During the Jan. 26 Kentucky Thoroughbred Development Fund (KTDF) advisory board meeting, Tyler Picklesimer, Turfway's director of racing and racing secretary, was asked to update the board on how the new Tapeta surface was performing.
Picklesimer told the board members via teleconference that, “We've had no complaints. Everybody's been happy with the surface. It's performed well within the cold, actually better than the Polytrack did in severe cold weather. But no, so far so good–everybody's happy.”

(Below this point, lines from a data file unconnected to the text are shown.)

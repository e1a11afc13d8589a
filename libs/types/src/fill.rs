//! Broker execution records
//!
//! A fill is one immutable broker confirmation. Fills are owned by the fill
//! store; the matching engine only ever reads them.

use chrono::{DateTime, Utc};
use rust_decimal::Decimal;
use serde::{Deserialize, Serialize};

use crate::errors::FillError;
use crate::ids::{AccountId, ExternalFillId, Ticker};
use crate::numeric::Shares;

/// Execution side
#[derive(Debug, Clone, Copy, PartialEq, Eq, Hash, Serialize, Deserialize)]
#[serde(rename_all = "UPPERCASE")]
pub enum Side {
    BUY,
    SELL,
}

impl Side {
    /// Get the opposite side
    pub fn opposite(&self) -> Self {
        match self {
            Side::BUY => Side::SELL,
            Side::SELL => Side::BUY,
        }
    }

    /// +1 for buys, -1 for sells
    pub fn sign(&self) -> i64 {
        match self {
            Side::BUY => 1,
            Side::SELL => -1,
        }
    }
}

/// Immutable execution record
#[derive(Debug, Clone, PartialEq, Eq, Serialize, Deserialize)]
pub struct Fill {
    pub external_id: ExternalFillId,
    pub account_id: AccountId,
    pub ticker: Ticker,
    pub executed_at: DateTime<Utc>,
    pub side: Side,
    /// Signed so malformed broker rows survive parsing and reach validation
    pub quantity: i64,
    pub price: Decimal,
    #[serde(default)]
    pub commission: Decimal,
}

/// Partition key: fills in different partitions never interact
pub type PartitionKey = (AccountId, Ticker);

impl Fill {
    #[allow(clippy::too_many_arguments)]
    pub fn new(
        external_id: impl Into<ExternalFillId>,
        account_id: AccountId,
        ticker: Ticker,
        executed_at: DateTime<Utc>,
        side: Side,
        quantity: i64,
        price: Decimal,
        commission: Decimal,
    ) -> Self {
        Self {
            external_id: external_id.into(),
            account_id,
            ticker,
            executed_at,
            side,
            quantity,
            price,
            commission,
        }
    }

    /// Check the fill is usable for matching
    pub fn validate(&self) -> Result<(), FillError> {
        if self.quantity <= 0 {
            return Err(FillError::NonPositiveQuantity { quantity: self.quantity });
        }
        if self.price <= Decimal::ZERO {
            return Err(FillError::NonPositivePrice { price: self.price });
        }
        if self.commission < Decimal::ZERO {
            return Err(FillError::NegativeCommission { commission: self.commission });
        }
        Ok(())
    }

    /// Quantity as whole shares. Zero for malformed (non-positive) fills.
    pub fn shares(&self) -> Shares {
        u64::try_from(self.quantity).unwrap_or(0)
    }

    pub fn partition_key(&self) -> PartitionKey {
        (self.account_id, self.ticker.clone())
    }

    /// Total matching order: (account, ticker, executed_at, external_id)
    pub fn sort_key(&self) -> (&AccountId, &Ticker, &DateTime<Utc>, &ExternalFillId) {
        (&self.account_id, &self.ticker, &self.executed_at, &self.external_id)
    }

    /// Notional value (price × quantity)
    pub fn notional(&self) -> Decimal {
        self.price * Decimal::from(self.quantity)
    }
}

Bill Landes III, the chairman of the KTDF advisory committee, then asked Marty Maline, the executive director of the Kentucky Horsemen's Benevolent and Protective Association (KHBPA), if that assessment squared with the general consensus of his organization's membership.
Maline responded by saying, “The horsemen are just elated with the surface [and] its drainage. It's running really true to form.”
But then Maline added: “We had a little hiccup about a week or so ago. A horseman actually brought a couple of rocks [from the racing surface] in to the office, and it, of course, started a panic of sorts.
“But right away the [Turfway] track man explained that when they were actually getting the surface into the front-loader [when installing it], they actually had chopped off a couple of pieces of blacktop,” Maline said. “And so it was a very limited situation.”
Maline said that right after the discovery, KHBPA board member Bill Connelly walked the circumference of the one-mile oval to inspect it, adding, “at about 15 F degrees, [he's] a stronger man than I am.”
Maline said after that inspection, “there was about two or three of these pieces of blacktop, and they were taken care of. [Tapeta Footings executives Michael Dickinson and Joan Wakefield] came in and reviewed it, and explained it wasn't the bottom, because the bottom is all [a different type of uniform-sized] rocks. And so everything died down. There wasn't any real problem with it.”
Maline closed out the subject by reiterating his overall positive impression that the Tapeta track has “been a godsend, really. It's a great surface.”